Le buffet d’entrées, un sauté de canard à l’orange avec écrasé de pommes de terre, une mousse au chocolat chez Les Plaisanciers et me voici, le soleil revenu, à la terrasse de L’Ecume pour le café lecture. De temps en temps passent des porteurs d’épuisettes. La mer est basse et fort éloignée. Le vendredi vingt-huit août mil neuf cent trois, Claude Debussy sermonne Paul-Jean Toulet : Cher ami, si la condition d’amis n’interdisait pas toutes discussions pénibles, je vous aurais dit depuis longtemps combien je regrettais vos relations avec l’opium…, puis le vingt-sept août mil neuf cent sept, il se plaint du Grand Hôtel de Pourville par Dieppe : Naturellement, cet endroit est odieux, et si les gens n’y sont pas plus ridicules qu’ailleurs, on les voit davantage – ça n’est pas une compensation. Ajoutez à cela, un hôtel où le « confort moderne » est représenté par un manque absolu d’eau chaude et une nourriture sans agrément.

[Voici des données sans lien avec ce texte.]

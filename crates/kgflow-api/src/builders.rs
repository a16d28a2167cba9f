//! Pure request builders, one per remote operation.
//!
//! Field policies (what is omitted, what is defaulted) live here and nowhere
//! else, so every adapter gets the same wire format.

use kgflow_core::{
    AddEpisodeParams, AddMessagesParams, EntityNodeParams, EpisodeType, GetEpisodesParams,
    GetMemoryParams, Message, Result, SearchParams, SearchType,
};
use serde::Serialize;

use crate::request::{endpoint, HttpRequest};

pub const DEFAULT_MAX_FACTS: u32 = 10;

fn non_blank(s: &str) -> Option<&str> {
    if s.trim().is_empty() {
        None
    } else {
        Some(s)
    }
}

#[derive(Serialize)]
struct AddEpisodeBody<'a> {
    name: &'a str,
    content: &'a str,
    #[serde(rename = "type")]
    episode_type: EpisodeType,
    description: &'a str,
    #[serde(skip_serializing_if = "Option::is_none")]
    reference_time: Option<&'a str>,
}

#[derive(Serialize)]
struct SearchBody<'a> {
    query: &'a str,
    search_type: SearchType,
    #[serde(skip_serializing_if = "Option::is_none")]
    center_node_uuid: Option<&'a str>,
    #[serde(skip_serializing_if = "Option::is_none")]
    limit: Option<u32>,
}

#[derive(Serialize)]
struct GetMemoryBody<'a> {
    group_id: &'a str,
    max_facts: u32,
    // sent as null when absent
    center_node_uuid: Option<&'a str>,
    messages: &'a [Message],
}

/// POST /episodes/
pub fn add_episode(base_url: &str, params: &AddEpisodeParams) -> Result<HttpRequest> {
    let body = AddEpisodeBody {
        name: &params.name,
        content: &params.content,
        episode_type: params.episode_type,
        description: &params.description,
        reference_time: non_blank(&params.reference_time),
    };
    Ok(HttpRequest::post(
        endpoint(base_url, &["episodes", ""])?,
        Some(serde_json::to_value(body)?),
    ))
}

/// POST /search/
pub fn search_episodes(base_url: &str, params: &SearchParams) -> Result<HttpRequest> {
    let body = SearchBody {
        query: &params.query,
        search_type: params.search_type,
        center_node_uuid: non_blank(&params.center_node_uuid),
        limit: match params.search_type {
            SearchType::Node => Some(params.limit),
            SearchType::Edge => None,
        },
    };
    Ok(HttpRequest::post(
        endpoint(base_url, &["search", ""])?,
        Some(serde_json::to_value(body)?),
    ))
}

/// POST /messages
pub fn add_messages(base_url: &str, params: &AddMessagesParams) -> Result<HttpRequest> {
    Ok(HttpRequest::post(
        endpoint(base_url, &["messages"])?,
        Some(serde_json::to_value(params)?),
    ))
}

/// POST /get-memory
pub fn get_memory(base_url: &str, params: &GetMemoryParams) -> Result<HttpRequest> {
    let body = GetMemoryBody {
        group_id: &params.group_id,
        max_facts: params.max_facts.unwrap_or(DEFAULT_MAX_FACTS),
        center_node_uuid: params.center_node_uuid.as_deref().and_then(non_blank),
        messages: &params.messages,
    };
    Ok(HttpRequest::post(
        endpoint(base_url, &["get-memory"])?,
        Some(serde_json::to_value(body)?),
    ))
}

/// GET /episodes/{group_id}?last_n={n}
pub fn get_episodes(base_url: &str, params: &GetEpisodesParams) -> Result<HttpRequest> {
    let mut url = endpoint(base_url, &["episodes", params.group_id.as_str()])?;
    url.query_pairs_mut()
        .append_pair("last_n", &params.last_n.to_string());
    Ok(HttpRequest::get(url))
}

/// POST /entity-node
pub fn add_entity_node(base_url: &str, params: &EntityNodeParams) -> Result<HttpRequest> {
    Ok(HttpRequest::post(
        endpoint(base_url, &["entity-node"])?,
        Some(serde_json::to_value(params)?),
    ))
}

/// GET /entity-edge/{uuid}
pub fn get_entity_edge(base_url: &str, uuid: &str) -> Result<HttpRequest> {
    Ok(HttpRequest::get(endpoint(base_url, &["entity-edge", uuid])?))
}

/// DELETE /entity-edge/{uuid}
pub fn delete_entity_edge(base_url: &str, uuid: &str) -> Result<HttpRequest> {
    Ok(HttpRequest::delete(endpoint(base_url, &["entity-edge", uuid])?))
}

/// DELETE /group/{group_id}
pub fn delete_group(base_url: &str, group_id: &str) -> Result<HttpRequest> {
    Ok(HttpRequest::delete(endpoint(base_url, &["group", group_id])?))
}

/// DELETE /episode/{uuid}
pub fn delete_episode(base_url: &str, uuid: &str) -> Result<HttpRequest> {
    Ok(HttpRequest::delete(endpoint(base_url, &["episode", uuid])?))
}

/// POST /clear, no body.
pub fn clear_data(base_url: &str) -> Result<HttpRequest> {
    Ok(HttpRequest::post(endpoint(base_url, &["clear"])?, None))
}

/// GET /healthcheck
pub fn healthcheck(base_url: &str) -> Result<HttpRequest> {
    Ok(HttpRequest::get(endpoint(base_url, &["healthcheck"])?))
}
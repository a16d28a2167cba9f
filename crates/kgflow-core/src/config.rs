//! kgflow config - serde structs for ~/.kgflow/config.json
//!
//! Pure types and parsing only. Missing or unreadable files fall back to
//! defaults; environment variables override the file.

use serde::{Deserialize, Serialize};
use std::collections::BTreeMap;
use std::path::{Path, PathBuf};

use crate::error::{Error, Result};
use crate::types::{Credentials, CREDENTIALS_NAME, DEFAULT_BASE_URL};

pub const ENV_BASE_URL: &str = "KGFLOW_BASE_URL";
pub const ENV_TIMEOUT_SECS: &str = "KGFLOW_TIMEOUT_SECS";

/// Endpoint used to validate credentials. Older manifests probed the
/// episodes listing instead of the health endpoint; both remain available.
#[derive(Clone, Copy, Debug, Default, Serialize, Deserialize, PartialEq, Eq)]
#[serde(rename_all = "lowercase")]
pub enum ConnectivityProbe {
    #[default]
    Healthcheck,
    Episodes,
}

impl ConnectivityProbe {
    pub fn path(&self) -> &'static str {
        match self {
            Self::Healthcheck => "/healthcheck",
            Self::Episodes => "/episodes/",
        }
    }
}

impl std::str::FromStr for ConnectivityProbe {
    type Err = Error;

    fn from_str(s: &str) -> Result<Self> {
        match s {
            "healthcheck" => Ok(Self::Healthcheck),
            "episodes" => Ok(Self::Episodes),
            other => Err(Error::ConfigError(format!("unknown probe: {}", other))),
        }
    }
}

#[derive(Debug, Clone, Serialize, Deserialize)]
#[serde(default)]
pub struct KgflowConfig {
    /// Credential sets keyed by credential name.
    pub credentials: BTreeMap<String, Credentials>,
    pub probe: ConnectivityProbe,
    #[serde(rename = "timeoutSecs")]
    pub timeout_secs: Option<u64>,
    #[serde(rename = "workflowId")]
    pub workflow_id: String,
    #[serde(rename = "executionId")]
    pub execution_id: Option<String>,
}

impl Default for KgflowConfig {
    fn default() -> Self {
        let mut credentials = BTreeMap::new();
        credentials.insert(CREDENTIALS_NAME.to_string(), Credentials::new(DEFAULT_BASE_URL));
        Self {
            credentials,
            probe: ConnectivityProbe::default(),
            timeout_secs: None,
            workflow_id: "kgflow".to_string(),
            execution_id: None,
        }
    }
}

impl KgflowConfig {
    /// Load from a specific path. A missing file yields defaults; a file
    /// that exists but does not parse is an error.
    pub fn load(path: &Path) -> Result<Self> {
        match std::fs::read_to_string(path) {
            Ok(content) => serde_json::from_str(&content)
                .map_err(|e| Error::ConfigError(format!("{}: {}", path.display(), e))),
            Err(e) if e.kind() == std::io::ErrorKind::NotFound => {
                tracing::debug!("no config at {}, using defaults", path.display());
                Ok(Self::default())
            }
            Err(e) => Err(e.into()),
        }
    }

    /// Discover from ~/.kgflow/config.json and apply env overrides.
    pub fn discover() -> Result<Self> {
        let mut config = Self::load(&Self::default_path())?;
        config.apply_env();
        Ok(config)
    }

    /// Default path: ~/.kgflow/config.json
    pub fn default_path() -> PathBuf {
        dirs::home_dir()
            .unwrap_or_else(|| PathBuf::from("/tmp"))
            .join(".kgflow")
            .join("config.json")
    }

    pub fn apply_env(&mut self) {
        self.apply_overrides(
            std::env::var(ENV_BASE_URL).ok(),
            std::env::var(ENV_TIMEOUT_SECS).ok(),
        );
    }

    fn apply_overrides(&mut self, base_url: Option<String>, timeout: Option<String>) {
        if let Some(url) = base_url.filter(|u| !u.trim().is_empty()) {
            self.credentials
                .insert(CREDENTIALS_NAME.to_string(), Credentials::new(url));
        }
        if let Some(raw) = timeout {
            match raw.parse() {
                Ok(secs) => self.timeout_secs = Some(secs),
                Err(_) => tracing::warn!("ignoring {}={}: not a number", ENV_TIMEOUT_SECS, raw),
            }
        }
    }

    pub fn credentials(&self, name: &str) -> Option<&Credentials> {
        self.credentials.get(name)
    }
}

#[cfg(test)]
mod tests {
    use super::*;

    #[test]
    fn default_has_local_credentials() {
        let c = KgflowConfig::default();
        assert_eq!(
            c.credentials(CREDENTIALS_NAME).map(|c| c.base_url.as_str()),
            Some(DEFAULT_BASE_URL)
        );
        assert_eq!(c.probe, ConnectivityProbe::Healthcheck);
    }

    #[test]
    fn overrides_replace_base_url() {
        let mut c = KgflowConfig::default();
        c.apply_overrides(Some("http://graphiti:5000".into()), Some("30".into()));
        assert_eq!(c.credentials[CREDENTIALS_NAME].base_url, "http://graphiti:5000");
        assert_eq!(c.timeout_secs, Some(30));
    }

    #[test]
    fn blank_override_is_ignored() {
        let mut c = KgflowConfig::default();
        c.apply_overrides(Some("  ".into()), Some("soon".into()));
        assert_eq!(c.credentials[CREDENTIALS_NAME].base_url, DEFAULT_BASE_URL);
        assert_eq!(c.timeout_secs, None);
    }

    #[test]
    fn probe_paths() {
        assert_eq!(ConnectivityProbe::Healthcheck.path(), "/healthcheck");
        assert_eq!(ConnectivityProbe::Episodes.path(), "/episodes/");
        assert_eq!("episodes".parse::<ConnectivityProbe>().unwrap(), ConnectivityProbe::Episodes);
        assert!("ping".parse::<ConnectivityProbe>().is_err());
    }
}
//! kgflow API - request builders, host capability trait and HTTP transport
//!
//! Builders are pure: parameters in, [`HttpRequest`] out. [`GraphApi`] pairs
//! them with a [`Host`], fetching credentials and issuing exactly one call per
//! operation.

pub mod builders;
pub mod client;
pub mod credential;
pub mod host;
pub mod request;
pub mod transport;

pub use client::GraphApi;
pub use credential::{CredentialDescriptor, CredentialProperty};
pub use host::Host;
pub use request::{endpoint, HttpMethod, HttpRequest};
pub use transport::{ReqwestTransport, Transport};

Remonté sur le chemin de ronde, je retrouve mon banc observatoire au-dessus de la plage de la Comtesse réapparue. Elle est le terrain de jeux des porteurs d’épuisettes. Il y a aussi un homme qui arpente le sable avec un détecteur de métaux, creusant parfois avec une pelle et étant déçu par ce qu’il découvre. C’est comme chercher des ministres dans un lot de politiciens, on en trouve mais qui ne valent pas grand-chose.
                                                                   *
Si l’île de la Comtesse a été habitée par une comtesse, l’île Harbour aurait dû être habitée par un comte (attention, jeu de mot laid). Autre jeu de mot laid, de Toulet à Debussy : Mais cet hiver exécrable m’avait plongé dans une aboulie qui n’était pas pour les chats.